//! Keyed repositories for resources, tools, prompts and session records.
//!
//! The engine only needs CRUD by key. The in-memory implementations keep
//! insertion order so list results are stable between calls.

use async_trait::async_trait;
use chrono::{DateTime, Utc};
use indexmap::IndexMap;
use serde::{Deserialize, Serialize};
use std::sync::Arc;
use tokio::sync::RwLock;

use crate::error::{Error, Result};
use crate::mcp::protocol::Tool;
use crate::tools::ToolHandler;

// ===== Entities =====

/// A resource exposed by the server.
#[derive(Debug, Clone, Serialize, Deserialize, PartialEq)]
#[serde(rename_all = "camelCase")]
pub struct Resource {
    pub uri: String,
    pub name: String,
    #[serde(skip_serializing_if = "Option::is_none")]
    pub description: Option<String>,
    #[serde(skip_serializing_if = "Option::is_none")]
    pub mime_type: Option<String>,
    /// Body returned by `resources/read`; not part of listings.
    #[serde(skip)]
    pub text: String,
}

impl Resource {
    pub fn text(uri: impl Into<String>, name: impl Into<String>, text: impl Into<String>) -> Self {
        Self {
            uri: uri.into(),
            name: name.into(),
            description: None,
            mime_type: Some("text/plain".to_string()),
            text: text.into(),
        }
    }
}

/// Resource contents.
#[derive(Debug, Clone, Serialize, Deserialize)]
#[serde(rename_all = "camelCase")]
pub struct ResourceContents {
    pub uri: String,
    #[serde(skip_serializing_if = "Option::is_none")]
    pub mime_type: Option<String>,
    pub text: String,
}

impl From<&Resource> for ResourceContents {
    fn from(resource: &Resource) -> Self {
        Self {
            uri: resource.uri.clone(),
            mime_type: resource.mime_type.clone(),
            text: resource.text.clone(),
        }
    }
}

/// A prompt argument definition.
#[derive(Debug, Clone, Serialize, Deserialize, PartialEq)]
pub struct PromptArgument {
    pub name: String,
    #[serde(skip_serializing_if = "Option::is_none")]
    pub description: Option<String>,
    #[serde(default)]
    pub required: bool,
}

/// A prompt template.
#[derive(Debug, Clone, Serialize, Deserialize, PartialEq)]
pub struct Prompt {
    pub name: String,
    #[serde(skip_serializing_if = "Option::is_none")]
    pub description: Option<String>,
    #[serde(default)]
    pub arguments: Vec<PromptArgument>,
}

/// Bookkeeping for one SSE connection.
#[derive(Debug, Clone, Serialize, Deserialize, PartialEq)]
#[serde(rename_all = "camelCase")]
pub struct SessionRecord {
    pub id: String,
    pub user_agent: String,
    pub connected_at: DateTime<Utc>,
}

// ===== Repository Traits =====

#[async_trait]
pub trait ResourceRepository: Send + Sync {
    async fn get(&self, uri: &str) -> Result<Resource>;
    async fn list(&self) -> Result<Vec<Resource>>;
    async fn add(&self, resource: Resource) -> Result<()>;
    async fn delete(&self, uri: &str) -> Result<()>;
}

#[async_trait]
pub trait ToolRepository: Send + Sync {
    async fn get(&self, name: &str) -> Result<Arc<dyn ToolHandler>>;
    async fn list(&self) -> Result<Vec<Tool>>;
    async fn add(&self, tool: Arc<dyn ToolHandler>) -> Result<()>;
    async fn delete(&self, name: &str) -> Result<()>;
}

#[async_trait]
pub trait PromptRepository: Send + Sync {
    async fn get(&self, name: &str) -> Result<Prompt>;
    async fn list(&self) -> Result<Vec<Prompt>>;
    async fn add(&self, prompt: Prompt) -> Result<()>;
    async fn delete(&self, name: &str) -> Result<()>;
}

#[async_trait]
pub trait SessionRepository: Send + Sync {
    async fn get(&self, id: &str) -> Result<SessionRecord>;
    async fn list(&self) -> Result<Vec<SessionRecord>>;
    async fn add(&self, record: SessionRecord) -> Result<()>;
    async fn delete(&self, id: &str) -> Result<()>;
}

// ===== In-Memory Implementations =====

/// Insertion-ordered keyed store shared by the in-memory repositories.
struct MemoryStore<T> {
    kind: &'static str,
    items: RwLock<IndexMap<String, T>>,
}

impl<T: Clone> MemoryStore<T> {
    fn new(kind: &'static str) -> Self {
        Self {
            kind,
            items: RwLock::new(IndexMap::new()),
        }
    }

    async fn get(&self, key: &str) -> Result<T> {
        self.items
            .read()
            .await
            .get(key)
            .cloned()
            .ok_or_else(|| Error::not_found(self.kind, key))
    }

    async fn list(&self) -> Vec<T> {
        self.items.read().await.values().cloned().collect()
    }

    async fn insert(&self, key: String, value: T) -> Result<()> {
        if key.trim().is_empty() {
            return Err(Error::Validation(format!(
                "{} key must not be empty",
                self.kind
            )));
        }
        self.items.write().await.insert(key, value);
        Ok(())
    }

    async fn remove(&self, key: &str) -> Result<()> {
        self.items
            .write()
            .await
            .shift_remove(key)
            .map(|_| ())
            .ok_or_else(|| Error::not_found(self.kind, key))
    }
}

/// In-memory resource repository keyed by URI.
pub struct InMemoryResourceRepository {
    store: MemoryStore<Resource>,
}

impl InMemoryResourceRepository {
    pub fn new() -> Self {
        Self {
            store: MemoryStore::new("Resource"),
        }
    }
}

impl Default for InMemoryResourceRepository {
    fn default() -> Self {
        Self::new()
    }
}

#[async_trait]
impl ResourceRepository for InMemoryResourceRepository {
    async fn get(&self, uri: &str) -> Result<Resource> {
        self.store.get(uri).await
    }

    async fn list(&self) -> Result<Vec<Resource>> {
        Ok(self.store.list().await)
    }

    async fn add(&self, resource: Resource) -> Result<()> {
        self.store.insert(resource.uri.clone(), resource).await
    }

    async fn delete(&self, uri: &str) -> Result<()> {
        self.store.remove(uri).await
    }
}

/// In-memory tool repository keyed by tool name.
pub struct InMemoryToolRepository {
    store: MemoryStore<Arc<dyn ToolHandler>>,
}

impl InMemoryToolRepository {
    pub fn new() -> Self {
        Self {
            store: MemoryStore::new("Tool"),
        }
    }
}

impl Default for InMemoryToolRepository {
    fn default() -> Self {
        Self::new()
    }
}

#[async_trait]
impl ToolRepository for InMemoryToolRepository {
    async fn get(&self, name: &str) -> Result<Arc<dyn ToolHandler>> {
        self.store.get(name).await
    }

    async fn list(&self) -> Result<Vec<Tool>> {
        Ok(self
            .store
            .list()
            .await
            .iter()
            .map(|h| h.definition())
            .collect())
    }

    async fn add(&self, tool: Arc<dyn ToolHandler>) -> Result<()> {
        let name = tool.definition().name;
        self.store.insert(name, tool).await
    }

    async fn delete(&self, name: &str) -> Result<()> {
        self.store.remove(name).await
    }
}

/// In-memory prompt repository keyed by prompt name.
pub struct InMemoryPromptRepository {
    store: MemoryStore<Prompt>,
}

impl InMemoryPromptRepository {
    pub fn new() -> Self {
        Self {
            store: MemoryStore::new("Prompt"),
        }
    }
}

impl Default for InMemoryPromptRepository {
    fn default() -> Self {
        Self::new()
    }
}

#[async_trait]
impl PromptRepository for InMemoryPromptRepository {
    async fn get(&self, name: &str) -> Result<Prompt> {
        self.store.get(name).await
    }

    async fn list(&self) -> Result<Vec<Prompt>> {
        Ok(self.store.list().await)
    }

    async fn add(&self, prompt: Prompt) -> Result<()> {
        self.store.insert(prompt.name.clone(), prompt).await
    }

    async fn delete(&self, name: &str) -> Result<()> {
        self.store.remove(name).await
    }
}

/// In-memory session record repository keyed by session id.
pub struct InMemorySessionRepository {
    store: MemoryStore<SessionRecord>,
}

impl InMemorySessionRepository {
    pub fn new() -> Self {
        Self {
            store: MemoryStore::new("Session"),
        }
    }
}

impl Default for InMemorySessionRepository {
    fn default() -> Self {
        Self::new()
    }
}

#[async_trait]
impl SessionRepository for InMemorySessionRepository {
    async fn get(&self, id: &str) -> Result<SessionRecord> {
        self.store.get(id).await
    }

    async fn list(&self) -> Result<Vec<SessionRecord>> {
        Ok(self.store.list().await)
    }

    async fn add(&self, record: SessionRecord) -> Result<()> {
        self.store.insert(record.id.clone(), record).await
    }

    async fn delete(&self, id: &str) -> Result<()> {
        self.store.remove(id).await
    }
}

####################

## [Problem statement]
Output the line that contains "impl SessionRepository for", followed by every later line in the listing, with no line omitted and none added.

## [Solution to this problem]
impl SessionRepository for InMemorySessionRepository {
    async fn get(&self, id: &str) -> Result<SessionRecord> {
        self.store.get(id).await
    }

    async fn list(&self) -> Result<Vec<SessionRecord>> {
        Ok(self.store.list().await)
    }

    async fn add(&self, record: SessionRecord) -> Result<()> {
        self.store.insert(record.id.clone(), record).await
    }

    async fn delete(&self, id: &str) -> Result<()> {
        self.store.remove(id).await
    }
}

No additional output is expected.